### Activity
Below are the records; copy each line in which "uses" occurs.

### Information shown

*-*-*

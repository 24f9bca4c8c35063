/// A fixed-size table mapping a 32-bit session handle (`index + 1`) to the
/// TCP socket identifier that registered it, per §4.6.
///
/// `S` is left generic over whatever the caller uses to identify a TCP
/// connection (`adapterd` uses a `tokio::net::TcpStream`-keyed token); this
/// crate only needs equality to support `CheckRegisteredSession`/`CloseSocket`.
#[derive(Debug)]
pub struct SessionTable<S> {
	slots: Vec<Option<S>>,
}

impl<S: Copy + PartialEq> SessionTable<S> {
	pub fn new(capacity: usize) -> Self {
		SessionTable {
			slots: vec![None; capacity],
		}
	}

	/// Registers `socket` in the first free slot. Fails if `socket` already
	/// holds a session (duplicate RegisterSession on the same connection must
	/// be refused per §8's boundary behavior) or the table is full.
	pub fn register(&mut self, socket: S) -> Result<u32, RegisterError> {
		if let Some(existing) = self.find_handle(socket) {
			return Err(RegisterError::AlreadyRegistered(existing));
		}

		match self.slots.iter().position(|s| s.is_none()) {
			Some(index) => {
				self.slots[index] = Some(socket);
				Ok(index as u32 + 1)
			}
			None => Err(RegisterError::TableFull),
		}
	}

	pub fn find_handle(&self, socket: S) -> Option<u32> {
		self.slots
			.iter()
			.position(|s| *s == Some(socket))
			.map(|index| index as u32 + 1)
	}

	/// The predicate gating `SendRRData`/`SendUnitData`.
	pub fn is_registered(&self, handle: u32) -> bool {
		self.socket_for(handle).is_some()
	}

	pub fn socket_for(&self, handle: u32) -> Option<S> {
		handle
			.checked_sub(1)
			.and_then(|index| self.slots.get(index as usize).copied().flatten())
	}

	pub fn unregister(&mut self, handle: u32) -> Option<S> {
		let index = handle.checked_sub(1)? as usize;
		self.slots.get_mut(index).and_then(|slot| slot.take())
	}

	pub fn close_socket(&mut self, socket: S) -> Option<u32> {
		let handle = self.find_handle(socket)?;
		self.unregister(handle);
		Some(handle)
	}

	/// All sockets currently holding a session, used to close everything at
	/// shutdown.
	pub fn sockets(&self) -> impl Iterator<Item = S> + '_ {
		self.slots.iter().filter_map(|s| *s)
	}
}

#[derive(Debug, PartialEq, Eq)]
pub enum RegisterError {
	AlreadyRegistered(u32),
	TableFull,
}

#[cfg(test)]
mod test {
	use super::*;

	#[test]
	fn registers_and_looks_up_handles() {
		let mut table: SessionTable<u32> = SessionTable::new(4);
		let handle = table.register(101).unwrap();
		assert_eq!(handle, 1);
		assert!(table.is_registered(handle));
		assert_eq!(table.socket_for(handle), Some(101));
	}

	#[test]
	fn duplicate_registration_is_refused() {
		let mut table: SessionTable<u32> = SessionTable::new(4);
		let handle = table.register(101).unwrap();
		assert_eq!(table.register(101), Err(RegisterError::AlreadyRegistered(handle)));
	}

	#[test]
	fn table_full_is_reported() {
		let mut table: SessionTable<u32> = SessionTable::new(1);
		table.register(1).unwrap();
		assert_eq!(table.register(2), Err(RegisterError::TableFull));
	}

	#[test]
	fn close_socket_frees_its_slot() {
		let mut table: SessionTable<u32> = SessionTable::new(2);
		let handle = table.register(5).unwrap();
		assert_eq!(table.close_socket(5), Some(handle));
		assert!(!table.is_registered(handle));
		// The slot is reusable afterwards.
		assert_eq!(table.register(5), Ok(handle));
	}
}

*-*-*

### Your response
/// `S` is left generic over whatever the caller uses to identify a TCP
/// connection (`adapterd` uses a `tokio::net::TcpStream`-keyed token); this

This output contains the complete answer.